WHAT IS BEING ASKED –
Which lines in the records below mention the word "requires"? Copy each one out.
---------- SUPPLIED RECORDS
use std::path::PathBuf;

use clap::{Args, Parser, Subcommand, ValueEnum};
use margin_core::tasks::{GroupBy, TaskStatus};

#[derive(Parser)]
#[command(name = "margin")]
#[command(about = "Import Readwise highlights and drive Things tasks from the command line")]
#[command(version)]
pub struct Cli {
    #[command(subcommand)]
    pub command: Commands,

    /// Readwise secrets file (default: ~/.config/margin/readwise.env)
    #[arg(long, global = true, value_name = "PATH")]
    pub secrets_file: Option<PathBuf>,
}

#[derive(Subcommand)]
pub enum Commands {
    /// Check that the Readwise API token is valid
    Auth,
    /// Search the Readwise library by title or author
    Search {
        /// Search query (title or author)
        #[arg(long, short)]
        query: String,
        /// Filter by category
        #[arg(long, value_enum)]
        category: Option<ReadwiseCategory>,
        /// Output as JSON
        #[arg(long)]
        json: bool,
    },
    /// Import a book or article as a Markdown source document
    Import {
        /// Readwise book ID
        #[arg(long, value_name = "ID")]
        book_id: u64,
        /// Directory for the new source document
        #[arg(long, value_name = "DIR")]
        output_dir: PathBuf,
    },
    /// Refresh an imported source document with its latest highlights
    Sync {
        /// Path to the existing source document
        #[arg(long, value_name = "PATH")]
        filepath: PathBuf,
    },
    /// Fetch the raw content of a highlight's source URL
    Fetch {
        /// URL to fetch
        #[arg(long)]
        url: String,
        /// Optional output path (stdout when omitted)
        #[arg(short, long, value_name = "PATH")]
        output: Option<PathBuf>,
    },
    /// Read and update the Things task store
    Tasks {
        /// Things database file (default: THINGS_DB_PATH or the Things container)
        #[arg(long, global = true, value_name = "PATH")]
        things_db: Option<PathBuf>,
        #[command(subcommand)]
        command: TaskCommands,
    },
    /// Generate shell completion scripts
    Completions {
        /// Target shell
        #[arg(value_enum)]
        shell: CompletionShell,
        /// Optional output path (stdout when omitted)
        #[arg(short, long, value_name = "PATH")]
        output: Option<PathBuf>,
    },
}

#[derive(Clone, Copy, Debug, Eq, PartialEq, ValueEnum)]
pub enum ReadwiseCategory {
    Books,
    Articles,
    Tweets,
    Podcasts,
    Supplementals,
    Videos,
}

impl ReadwiseCategory {
    pub const fn as_str(self) -> &'static str {
        match self {
            Self::Books => "books",
            Self::Articles => "articles",
            Self::Tweets => "tweets",
            Self::Podcasts => "podcasts",
            Self::Supplementals => "supplementals",
            Self::Videos => "videos",
        }
    }
}

#[derive(Clone, Copy, Debug, Eq, PartialEq, ValueEnum)]
pub enum CompletionShell {
    Bash,
    Zsh,
    Fish,
}

#[derive(Clone, Copy, Debug, Eq, PartialEq, ValueEnum)]
pub enum StatusArg {
    Incomplete,
    Completed,
    Canceled,
}

impl From<StatusArg> for TaskStatus {
    fn from(status: StatusArg) -> Self {
        match status {
            StatusArg::Incomplete => Self::Incomplete,
            StatusArg::Completed => Self::Completed,
            StatusArg::Canceled => Self::Canceled,
        }
    }
}

#[derive(Clone, Copy, Debug, Eq, PartialEq, ValueEnum)]
pub enum GroupByArg {
    Project,
    Area,
    Tag,
}

impl From<GroupByArg> for GroupBy {
    fn from(group_by: GroupByArg) -> Self {
        match group_by {
            GroupByArg::Project => Self::Project,
            GroupByArg::Area => Self::Area,
            GroupByArg::Tag => Self::Tag,
        }
    }
}

/// Output switches shared by every task listing
#[derive(Args, Debug, Clone, Copy, Default)]
pub struct ListView {
    /// Show notes, tags, project, area and dates
    #[arg(short, long)]
    pub verbose: bool,
    /// Show item UUIDs
    #[arg(long)]
    pub uuid: bool,
    /// Group output
    #[arg(long, value_enum)]
    pub group_by: Option<GroupByArg>,
    /// Append a status summary
    #[arg(long)]
    pub summary: bool,
    /// Output as JSON
    #[arg(long)]
    pub json: bool,
}

/// Fields shared by `add` and `add-project`
#[derive(Args, Debug, Clone, Default)]
pub struct ScheduleArgs {
    /// Notes
    #[arg(long)]
    pub notes: Option<String>,
    /// today, tomorrow, evening, anytime, someday or YYYY-MM-DD
    #[arg(long)]
    pub when: Option<String>,
    /// Deadline (YYYY-MM-DD)
    #[arg(long)]
    pub deadline: Option<String>,
    /// Tag names (repeatable or comma-separated)
    #[arg(long = "tag", value_delimiter = ',')]
    pub tags: Vec<String>,
}

#[derive(Subcommand)]
pub enum TaskCommands {
    /// To-dos in the Today list
    Today {
        #[command(flatten)]
        view: ListView,
    },
    /// To-dos in the Inbox
    Inbox {
        #[command(flatten)]
        view: ListView,
    },
    /// To-dos scheduled after today
    Upcoming {
        #[command(flatten)]
        view: ListView,
    },
    /// To-dos in the Anytime list
    Anytime {
        #[command(flatten)]
        view: ListView,
    },
    /// All to-dos, optionally filtered by status
    List {
        #[arg(long, value_enum)]
        status: Option<StatusArg>,
        #[command(flatten)]
        view: ListView,
    },
    /// Search to-do titles and notes
    Search {
        /// Search text
        query: String,
        #[arg(long, value_enum)]
        status: Option<StatusArg>,
        /// Area name
        #[arg(long)]
        area: Option<String>,
        /// Project name
        #[arg(long)]
        project: Option<String>,
        /// Tag name
        #[arg(long)]
        tag: Option<String>,
        #[command(flatten)]
        view: ListView,
    },
    /// Find to-dos by partial title
    Find {
        title: String,
        #[command(flatten)]
        view: ListView,
    },
    /// Incomplete projects with progress
    Projects {
        /// Area name
        #[arg(long)]
        area: Option<String>,
        /// Include each project's to-dos
        #[arg(long)]
        include_tasks: bool,
        /// Output as JSON
        #[arg(long)]
        json: bool,
    },
    /// All areas
    Areas {
        /// Output as JSON
        #[arg(long)]
        json: bool,
    },
    /// All tags
    Tags {
        /// Output as JSON
        #[arg(long)]
        json: bool,
    },
    /// Show one item by UUID
    Get {
        uuid: String,
        /// Output as JSON
        #[arg(long)]
        json: bool,
    },
    /// Create a to-do
    Add {
        title: String,
        #[command(flatten)]
        schedule: ScheduleArgs,
        /// Project or area name
        #[arg(long)]
        list: Option<String>,
        /// Heading inside the project
        #[arg(long)]
        heading: Option<String>,
        /// Checklist item (repeatable)
        #[arg(long = "checklist-item")]
        checklist_items: Vec<String>,
    },
    /// Create a project
    AddProject {
        title: String,
        #[command(flatten)]
        schedule: ScheduleArgs,
        /// Area name
        #[arg(long)]
        area: Option<String>,
        /// To-do title (repeatable)
        #[arg(long = "todo")]
        todos: Vec<String>,
    },
    /// Update an existing item (requires auth token)
    Update {
        uuid: String,
        #[arg(long)]
        title: Option<String>,
        /// Replace notes
        #[arg(long)]
        notes: Option<String>,
        #[arg(long)]
        prepend_notes: Option<String>,
        #[arg(long)]
        append_notes: Option<String>,
        #[arg(long)]
        when: Option<String>,
        #[arg(long)]
        deadline: Option<String>,
        /// Replace tags (comma-separated)
        #[arg(long, value_delimiter = ',')]
        tags: Option<Vec<String>>,
    },
    /// Mark an item completed (requires auth token)
    Complete { uuid: String },
    /// Mark an item canceled (requires auth token)
    Cancel { uuid: String },
    /// Open a list (today, inbox, upcoming, ...) or item in Things
    Show { id: String },
    /// Open the Things search window
    Open { query: String },
    /// Save the Things URL auth token
    SetToken { token: String },
}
--------------------
WRITTEN SOLUTION –
    /// Update an existing item (requires auth token)
    /// Mark an item completed (requires auth token)
    /// Mark an item canceled (requires auth token)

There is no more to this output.